**Assigned task**:
Your answer should consist of the lines in the following data that contain "color".

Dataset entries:
<<<<

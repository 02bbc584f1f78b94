//! Model Viewer Core
//!
//! This crate contains the renderer-independent parts of the viewer:
//! - Geometry: parsed mesh trees and bounding boxes
//! - Loader: Wavefront OBJ parsing into a [`GeometryTree`]
//! - Fit: camera placement that frames a model
//! - Config: the host-supplied viewport configuration

pub mod color;
pub mod config;
pub mod fit;
pub mod geometry;
pub mod loader;

pub use color::{Color, ColorParseError};
pub use config::{ConfigError, ViewportConfig};
pub use fit::{FIT_OFFSET, FitResult, MIN_FIT_DISTANCE, fit_bounds, fit_distance, fit_tree};
pub use geometry::{BoundingBox, GeometryTree, MaterialDesc, MeshNode};
pub use loader::{LoadError, MeshFormat, ModelSource, load_model, load_obj, load_obj_from_bytes};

>>>>

**Solution below**:
pub mod color;
pub use color::{Color, ColorParseError};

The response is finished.